Ms. MELAMED clarified that coherence could be within a country and among social policies, as well as expressed in how countries related to one another in terms of aid, trade and other areas.  There were two prerequisites to achieve before ensuring the creation of a structure that supported policy coherence:  a knowledge gap and an institution gap.  In Governments and multilateral systems, there was tendency to make policy in silos and it was often difficult to get institutions to think about collective policy.

Ms. DIEZ, on creating momentum, recalled that the Goals had been negotiated by foreign ministries.  Implementation, however, would be carried out by other ministries.  Governments had a clear motivation to stay in power and be re-elected.  To foster progress, she suggested coupling re-election with the implementation of the Goals.  There was much policy coherence in the world, but it was skewed towards those in power who were incentivized to keep it, which in turn, had brought about inequality.  “We need a different kind of policy coherence,” she said, with a reference to leadership.

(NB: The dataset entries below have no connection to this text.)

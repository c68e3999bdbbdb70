use std::path::PathBuf;

use clap::Parser;
use tracing::Level;

#[derive(Debug, Parser)]
#[command(version, about = "Pomodoro timer daemon", long_about = None)]
pub struct Arguments {
    /// Path to a custom configuration file
    #[arg(short, long)]
    pub config: Option<PathBuf>,
    /// Path where the daemon creates the UNIX socket
    #[arg(short, long)]
    pub socket: Option<PathBuf>,
    /// Whether to daemonize the process
    #[arg(short, long)]
    pub daemonize: bool,
    /// Maximum logging level the subscriber should use
    #[arg(short, long, default_value_t = Level::INFO)]
    pub verbosity: Level,
}
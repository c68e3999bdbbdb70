use std::path::{Path, PathBuf};

use snafu::prelude::*;
use tokio::sync::watch::{self, Receiver, Sender};
use tokio::sync::Mutex;

use crate::daemon::config::{ContentReader, ReadContentError};
use crate::domain::entity::settings::SettingsPatch;
use crate::domain::entity::PomodoroSettings;
use crate::domain::repository::settings::{GetSettingsError, UpdateSettingsError};
use crate::domain::repository::SettingsRepository;

/// The settings store backed by a TOML file. Every successful write is
/// pushed to subscribers. Updates are serialised by `write`, which is held
/// from reading the current value until the new one is published.
pub struct SettingsFile {
    path: PathBuf,
    sender: Sender<PomodoroSettings>,
    write: Mutex<()>,
}

impl SettingsFile {
    /// Open the settings file at `path`, creating it with the default
    /// settings if it is missing.
    ///
    /// # Errors
    ///
    /// This function will return an error if the file could not be read or
    /// holds invalid settings.
    pub fn open<P: AsRef<Path>>(path: P) -> Result<Self, OpenSettingsError> {
        let path = path.as_ref().to_path_buf();
        let template = toml::to_string(&PomodoroSettings::default()).context(SerializeSnafu)?;
        let content = ContentReader::new(&path)
            .or_create(template)
            .read()
            .context(ReadSnafu)?;
        let settings = toml::from_str(&content).context(ParseSnafu { path: path.as_path() })?;
        tracing::debug!(?settings, path = %path.display(), "Loaded settings");

        let (sender, _) = watch::channel(settings);
        Ok(Self {
            path,
            sender,
            write: Mutex::new(()),
        })
    }
}

#[async_trait::async_trait]
impl SettingsRepository for SettingsFile {
    async fn load(&self) -> Result<PomodoroSettings, GetSettingsError> {
        Ok(*self.sender.borrow())
    }

    async fn update(&self, patch: SettingsPatch) -> Result<PomodoroSettings, UpdateSettingsError> {
        let _guard = self.write.lock().await;
        let current = *self.sender.borrow();
        let settings = current
            .patch(patch)
            .map_err(|source| UpdateSettingsError::Invalid { source })?;
        if settings == current {
            return Ok(settings);
        }

        let content = whatever!(toml::to_string(&settings), "Could not serialize settings");
        whatever!(
            tokio::fs::write(&self.path, content).await,
            "Could not write {}",
            self.path.display()
        );
        self.sender.send_replace(settings);
        tracing::info!(?settings, "Updated settings");
        Ok(settings)
    }

    fn subscribe(&self) -> Receiver<PomodoroSettings> {
        self.sender.subscribe()
    }
}

/// An error type of opening the settings file.
#[derive(Debug, Snafu)]
#[non_exhaustive]
pub enum OpenSettingsError {
    #[snafu(display("Could not serialize default settings"))]
    Serialize { source: toml::ser::Error },
    #[snafu(display("Could not read settings file"))]
    Read { source: ReadContentError },
    #[snafu(display("Could not parse settings in {}", path.display()))]
    Parse {
        path: PathBuf,
        source: toml::de::Error,
    },
}
pub mod notification;
pub mod settings;
pub mod stats;

pub use notification::NotificationRepository;
pub use settings::SettingsRepository;
pub use stats::StatsRepository;
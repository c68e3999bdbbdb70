use std::sync::Arc;

use tokio::sync::mpsc::{self, Receiver};

use crate::client::app::connector::Connector;
use crate::client::outbound::connect;
use crate::domain::client::outbound::{RequestDaemonError, WatchPort};
use crate::domain::entity::TimerState;
use crate::protocol::{ExchangeError, Request, Response};
use crate::tracing_report;

const STATE_BUFFER: usize = 16;

/// A [`WatchPort`] implementation which keeps a connection open and forwards
/// every streamed state into a channel.
pub struct WatchService {
    connector: Arc<dyn Connector>,
}

impl WatchService {
    pub fn new(connector: Arc<dyn Connector>) -> Self {
        Self { connector }
    }
}

#[async_trait::async_trait]
impl WatchPort for WatchService {
    async fn watch(&self) -> Result<Receiver<TimerState>, RequestDaemonError> {
        let mut connection = connect(self.connector.as_ref()).await?;
        let first = match connection.request(Request::Watch).await {
            Ok(Response::Watch { state }) => state,
            Ok(Response::Failure { message }) => {
                return Err(RequestDaemonError::Rejected { message })
            }
            Ok(_) | Err(ExchangeError::Unexpected { .. }) => {
                return Err(RequestDaemonError::BadResponse)
            }
            Err(err) => {
                return Err(RequestDaemonError::Unknown {
                    message: "Could not open state stream".to_owned(),
                    source: Some(err.into()),
                })
            }
        };

        let (sender, receiver) = mpsc::channel(STATE_BUFFER);
        tokio::spawn(async move {
            if sender.send(first).await.is_err() {
                return;
            }
            loop {
                let state = match connection.receive_response().await {
                    Ok(Response::Watch { state }) => state,
                    Ok(response) => {
                        tracing::warn!(?response, "Unexpected frame in state stream");
                        break;
                    }
                    Err(err) => {
                        tracing_report!(err, "State stream ended");
                        break;
                    }
                };
                if sender.send(state).await.is_err() {
                    break;
                }
            }
        });

        Ok(receiver)
    }
}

In another round of questions, Iraq’s representative urged harnessing young peoples’ potential and creating a propitious environment for employment and well-being.  He asked how Governments could foster such conditions.  A representative of a non-governmental organization said “we’re talking about human rights” and challenged States to remember that, in formulating social policy, “we are talking about people”.

Further, Nigeria’s delegate asked whether the International Labour Organization Decent Work Agenda and the idea to expand corporate employment in order to address poverty had been adequately considered.  He also asked how developing countries, especially in Africa, could mobilize domestic resources amid falling commodity prices, bearing in mind that they did not participate in global price fixing.  Finally, he asked what the Commission was doing to ensure that young people were familiar with the Goals before they left school, and further, if it would hold discussions with teachers.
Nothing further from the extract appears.